Five reasons why explainable machine decisions are critical for financial crime and compliance teams:

  1. Regulatory transparency – the ability to know that the right decisions are being taken goes without saying, but the only way to ensure regulatory transparency and confidence is if you can provide an explanation that is human-readable as to how and why those decisions are being appropriately reached. The ability to provide a clear audit trail that points to factors such as importance rating of decision factors is invaluable and something that many human analyst teams struggle to document.
  2. Quality assurance – the QA function of all financial services firms want to create confidence in the outputs of any process that is in place, especially when it relates to complex, high-risk judgements. Consistent, easy to read explainable insights to the decision output of machines makes it possible for auditors, stewards, analysts and QA teams to rapidly and confidently sanity check those outputs rather than just taking them at face value.
  3. Continuous improvement – decision imperfections will always have some level of occurrence regardless of the maturity of technology that can out-perform current standards. Human understanding of the processes that led to an imperfect decision is imperative when it comes to recognising and implementing subsequent effective optimisation and fixes. This symbiotic relationship between human and machine is critical to the scoping, training and management of AI technology.
  4. Analyst insight – machine-based decisions will never fully replace expert risk analysts because of the deep understanding of financial transactions that humans have beyond the raw numbers. Explained machine decisions are, however, a powerful way to augment analyst performance in the handling of high-volume alerts and gain insight as to where to best focus their valuable attention or follow new avenues of enquiry. 
  5. Bias correction – biases can exist unawares within a system, and decisions are often trusted without ever interrogating data for mistakes or misinterpretations. Clear explanations of all factors that may lead to unwanted bias creeping into decisions means that they can be assessed to understand risk impact and where necessary fixed as part of a continuous feedback loop.

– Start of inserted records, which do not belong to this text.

use thiserror::Error;

#[derive(Debug, Error, Clone, PartialEq)]
pub enum BenchError {
    #[error("registration error: {0}")]
    Registration(String),
    #[error("case execution error: {0}")]
    CaseExecution(String),
    #[error("teardown error: {0}")]
    Teardown(String),
    #[error("lookup error: {0}")]
    Lookup(String),
    #[error("invalid input: {0}")]
    InvalidInput(String),
    #[error("io error: {0}")]
    Io(String),
}

impl BenchError {
    pub fn registration<T: Into<String>>(msg: T) -> Self {
        BenchError::Registration(msg.into())
    }

    pub fn case_execution<T: Into<String>>(msg: T) -> Self {
        BenchError::CaseExecution(msg.into())
    }

    pub fn teardown<T: Into<String>>(msg: T) -> Self {
        BenchError::Teardown(msg.into())
    }

    pub fn lookup<T: Into<String>>(msg: T) -> Self {
        BenchError::Lookup(msg.into())
    }

    pub fn invalid_input<T: Into<String>>(msg: T) -> Self {
        BenchError::InvalidInput(msg.into())
    }

    pub fn io<T: Into<String>>(msg: T) -> Self {
        BenchError::Io(msg.into())
    }

    /// True for errors raised while resolving regression inputs rather than
    /// while measuring.
    pub fn is_lookup(&self) -> bool {
        matches!(self, BenchError::Lookup(_))
    }
}
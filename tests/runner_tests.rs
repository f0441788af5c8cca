mod common;

use common::{Fault, constant_runner, new_log, register_probe, scripted_runner};
use dispatchbench::{
    CaseOptions, RunnerConfig, SuiteRegistry,
    runner::{Phase, Runner},
};

fn two_suite_registry(log: &common::Log) -> SuiteRegistry {
    let mut registry = SuiteRegistry::new();
    register_probe(&mut registry, "noop", "a", log, Fault::None, CaseOptions::default());
    register_probe(&mut registry, "noop", "b", log, Fault::None, CaseOptions::default());
    register_probe(&mut registry, "setter", "c", log, Fault::None, CaseOptions::default());
    registry
}

#[test]
fn test_cases_run_in_registration_order_one_sample_at_a_time() {
    let log = new_log();
    let registry = two_suite_registry(&log);
    let mut runner = constant_runner(RunnerConfig::new(2, vec![3, 5]), 10);
    runner.measure(&registry);
    let expected: Vec<String> = [
        "a:setup:3", "a:teardown", "a:setup:3", "a:teardown", "a:setup:5", "a:teardown",
        "a:setup:5", "a:teardown", "b:setup:3", "b:teardown", "b:setup:3", "b:teardown",
        "b:setup:5", "b:teardown", "b:setup:5", "b:teardown", "c:setup:3", "c:teardown",
        "c:setup:3", "c:teardown", "c:setup:5", "c:teardown", "c:setup:5", "c:teardown",
    ]
    .iter()
    .map(|s| s.to_string())
    .collect();
    assert_eq!(*log.borrow(), expected);
}

#[test]
fn test_one_measurement_per_sample_and_iteration_count() {
    let log = new_log();
    let registry = two_suite_registry(&log);
    let mut runner = constant_runner(RunnerConfig::new(3, vec![10, 20]), 100);
    let raw = runner.measure(&registry);
    assert_eq!(raw.suites.len(), 2);
    let case = &raw.suites[0].cases[0];
    assert_eq!(case.measurements.len(), 6);
    let order: Vec<(usize, u32)> = case
        .measurements
        .iter()
        .map(|m| (m.iterations, m.sample))
        .collect();
    assert_eq!(order, vec![(10, 0), (10, 1), (10, 2), (20, 0), (20, 1), (20, 2)]);
}

#[test]
fn test_case_options_override_defaults() {
    let log = new_log();
    let mut registry = SuiteRegistry::new();
    register_probe(
        &mut registry,
        "s",
        "narrow",
        &log,
        Fault::None,
        CaseOptions::default().samples(1).iterations(vec![7]),
    );
    let mut runner = constant_runner(RunnerConfig::new(4, vec![100, 200]), 1);
    let raw = runner.measure(&registry);
    let case = &raw.suites[0].cases[0];
    assert_eq!(case.measurements.len(), 1);
    assert_eq!(case.measurements[0].iterations, 7);
}

#[test]
fn test_setup_failure_aborts_only_that_iteration_count() {
    let log = new_log();
    let mut registry = SuiteRegistry::new();
    register_probe(&mut registry, "s", "broken", &log, Fault::Setup, CaseOptions::default());
    register_probe(&mut registry, "s", "healthy", &log, Fault::None, CaseOptions::default());
    let mut runner = constant_runner(RunnerConfig::new(3, vec![4, 8]), 1);
    let raw = runner.measure(&registry);

    let broken = &raw.suites[0].cases[0];
    assert!(broken.failed());
    assert!(broken.measurements.is_empty());
    assert_eq!(broken.failures.len(), 2);
    assert!(broken.failures.iter().all(|f| f.phase == Phase::Setup && f.sample == 0));
    assert_eq!(broken.failures[1].iterations, 8);

    let healthy = &raw.suites[0].cases[1];
    assert!(!healthy.failed());
    assert_eq!(healthy.measurements.len(), 6);
}

#[test]
fn test_body_error_and_panic_are_contained() {
    let log = new_log();
    let mut registry = SuiteRegistry::new();
    register_probe(&mut registry, "s", "errs", &log, Fault::Body { at: 2 }, CaseOptions::default());
    register_probe(&mut registry, "s", "panics", &log, Fault::BodyPanic, CaseOptions::default());
    register_probe(&mut registry, "s", "fine", &log, Fault::None, CaseOptions::default());
    let mut runner = constant_runner(RunnerConfig::new(2, vec![5]), 1);
    let raw = runner.measure(&registry);
    let cases = &raw.suites[0].cases;
    assert_eq!(cases.len(), 3);
    assert_eq!(cases[0].failures[0].phase, Phase::Body);
    assert!(cases[0].failures[0].message.contains("body refused"));
    assert_eq!(cases[1].failures[0].phase, Phase::Body);
    assert!(cases[1].failures[0].message.contains("probe body panicked"));
    assert_eq!(cases[2].measurements.len(), 2);
    // teardown still runs after a failed body
    assert!(log.borrow().iter().any(|entry| entry == "errs:teardown"));
}

#[test]
fn test_body_error_only_hits_large_enough_samples() {
    let log = new_log();
    let mut registry = SuiteRegistry::new();
    register_probe(&mut registry, "s", "late", &log, Fault::Body { at: 50 }, CaseOptions::default());
    let mut runner = constant_runner(RunnerConfig::new(2, vec![10, 100]), 1);
    let raw = runner.measure(&registry);
    let case = &raw.suites[0].cases[0];
    assert_eq!(case.measurements.len(), 2);
    assert_eq!(case.failures.len(), 1);
    assert_eq!(case.failures[0].iterations, 100);
}

#[test]
fn test_teardown_errors_are_swallowed() {
    let log = new_log();
    let mut registry = SuiteRegistry::new();
    register_probe(&mut registry, "s", "leaky", &log, Fault::Teardown, CaseOptions::default());
    let mut runner = constant_runner(RunnerConfig::new(2, vec![3]), 1);
    let raw = runner.measure(&registry);
    let case = &raw.suites[0].cases[0];
    assert!(!case.failed());
    assert_eq!(case.measurements.len(), 2);
    assert_eq!(case.teardown_errors, 2);
}

#[test]
fn test_filters_skip_unselected_cases() {
    let log = new_log();
    let registry = two_suite_registry(&log);
    let mut config = RunnerConfig::new(1, vec![1]);
    config.suite_filter = Some("noop".into());
    config.case_filter = Some("b".into());
    let mut runner = constant_runner(config, 1);
    let report = runner.run(&registry);
    assert_eq!(
        report.keys(),
        vec![("noop".to_string(), "b".to_string())]
    );
}

#[test]
fn test_scripted_durations_land_in_measurements() {
    let log = new_log();
    let mut registry = SuiteRegistry::new();
    register_probe(&mut registry, "s", "x", &log, Fault::None, CaseOptions::default());
    let mut runner = scripted_runner(RunnerConfig::new(2, vec![10]), &[1_000, 3_000]);
    let raw = runner.measure(&registry);
    let per_iter: Vec<f64> = raw.suites[0].cases[0]
        .measurements
        .iter()
        .map(|m| m.ns_per_iter())
        .collect();
    assert_eq!(per_iter, vec![100.0, 300.0]);
}

#[test]
fn test_repeated_runs_have_identical_structure() {
    let log = new_log();
    let registry = two_suite_registry(&log);
    let first = constant_runner(RunnerConfig::new(2, vec![4]), 5).run(&registry);
    let second = constant_runner(RunnerConfig::new(2, vec![4]), 9).run(&registry);
    assert_eq!(first.keys(), second.keys());
}

#[test]
fn test_invalid_config_rejected_before_running() {
    assert!(Runner::new(RunnerConfig::new(0, vec![10])).is_err());
    assert!(Runner::new(RunnerConfig::new(1, vec![])).is_err());
}
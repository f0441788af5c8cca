//! Micro-benchmark and regression harness for comparing virtual dispatch,
//! stored-closure dispatch and composed-object message dispatch.
//! Run `cargo run --release --bin dispatchbench` for the report, or
//! `cargo bench` for the Criterion comparison under `target/criterion`.

pub mod baseline;
pub mod cli;
pub mod dispatch;
pub mod errors;
pub mod registry;
pub mod regression;
pub mod report;
pub mod runner;
pub mod timer;
pub mod workload;

pub use crate::baseline::{BaselineRecord, BaselineStore, JsonBaselineStore, MemoryBaselines};
pub use crate::dispatch::{DispatchStrategy, register_dispatch_suites};
pub use crate::errors::BenchError;
pub use crate::registry::{CaseOptions, SuiteRegistry};
pub use crate::regression::{CasePair, RegressionTester, Verdict};
pub use crate::report::Report;
pub use crate::runner::{Measurement, Runner, RunnerConfig};
pub use crate::workload::{Operation, Workload};
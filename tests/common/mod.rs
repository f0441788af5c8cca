#![allow(dead_code)]

use std::{cell::RefCell, rc::Rc, time::Duration};

use dispatchbench::{
    BenchError, CaseOptions, Report, RunnerConfig, SuiteRegistry, Workload,
    runner::{CaseRun, Measurement, RawRun, Runner, SuiteRun},
    timer::ScriptedTimer,
};

pub type Log = Rc<RefCell<Vec<String>>>;

#[derive(Clone, Copy, Debug, PartialEq, Eq)]
pub enum Fault {
    None,
    Setup,
    Body { at: usize },
    BodyPanic,
    Teardown,
}

/// Workload that records every phase call into a shared log.
pub struct Probe {
    name: String,
    log: Log,
    fault: Fault,
    prepared: usize,
}

impl Probe {
    pub fn new(name: &str, log: &Log, fault: Fault) -> Self {
        Self {
            name: name.to_string(),
            log: Rc::clone(log),
            fault,
            prepared: 0,
        }
    }
}

impl Workload for Probe {
    fn setup(&mut self, iterations: usize) -> Result<(), BenchError> {
        self.log
            .borrow_mut()
            .push(format!("{}:setup:{iterations}", self.name));
        self.prepared = iterations;
        if self.fault == Fault::Setup {
            return Err(BenchError::case_execution("setup refused"));
        }
        Ok(())
    }

    fn invoke(&mut self, index: usize) -> Result<(), BenchError> {
        assert!(index < self.prepared);
        match self.fault {
            Fault::Body { at } if at == index => Err(BenchError::case_execution("body refused")),
            Fault::BodyPanic => panic!("probe body panicked"),
            _ => Ok(()),
        }
    }

    fn teardown(&mut self) -> Result<(), BenchError> {
        self.log.borrow_mut().push(format!("{}:teardown", self.name));
        if self.fault == Fault::Teardown {
            return Err(BenchError::teardown("teardown refused"));
        }
        Ok(())
    }
}

pub fn new_log() -> Log {
    Rc::new(RefCell::new(Vec::new()))
}

pub fn register_probe(
    registry: &mut SuiteRegistry,
    suite: &str,
    case: &str,
    log: &Log,
    fault: Fault,
    options: CaseOptions,
) {
    let log = Rc::clone(log);
    let name = case.to_string();
    registry
        .register_case(
            suite,
            case,
            move || -> Box<dyn Workload> { Box::new(Probe::new(&name, &log, fault)) },
            options,
        )
        .expect("register probe");
}

pub fn scripted_runner(config: RunnerConfig, script: &[u64]) -> Runner<ScriptedTimer> {
    let timer = ScriptedTimer::new(script.iter().map(|ns| Duration::from_nanos(*ns)));
    Runner::with_timer(config, timer).expect("runner")
}

pub fn constant_runner(config: RunnerConfig, ns: u64) -> Runner<ScriptedTimer> {
    Runner::with_timer(config, ScriptedTimer::constant(Duration::from_nanos(ns))).expect("runner")
}

/// Report with one sample per case at `iterations`, each case taking the
/// given ns/iteration.
pub fn fixed_report(suite: &str, baseline: Option<&str>, cases: &[(&str, u64)], iterations: usize) -> Report {
    let cases = cases
        .iter()
        .map(|(name, ns_per_iter)| {
            let mut run = CaseRun::new(name);
            run.measurements.push(Measurement::new(
                iterations,
                0,
                Duration::from_nanos(ns_per_iter * iterations as u64),
            ));
            run
        })
        .collect();
    Report::aggregate(RawRun {
        suites: vec![SuiteRun {
            name: suite.to_string(),
            baseline: baseline.map(str::to_string),
            cases,
        }],
    })
}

In many industries, it will not always be necessary for a machine to fully explain whether it did what it was expected to do, but in financial services, the need is critical, and the value goes far beyond just being able to prove to an auditor that the right decision was taken. Explainable insights will revolutionise the way high performing FCC teams operate and make a material difference to them, focusing on the investigations that really matter in financial crime.

Darren Innes


With more than 20 years of experience in RegTech focused on AML, KYC and regulatory data, Darren Innes leads Nasdaq’s expansion of its globally-recognized trade surveillance into complementary areas.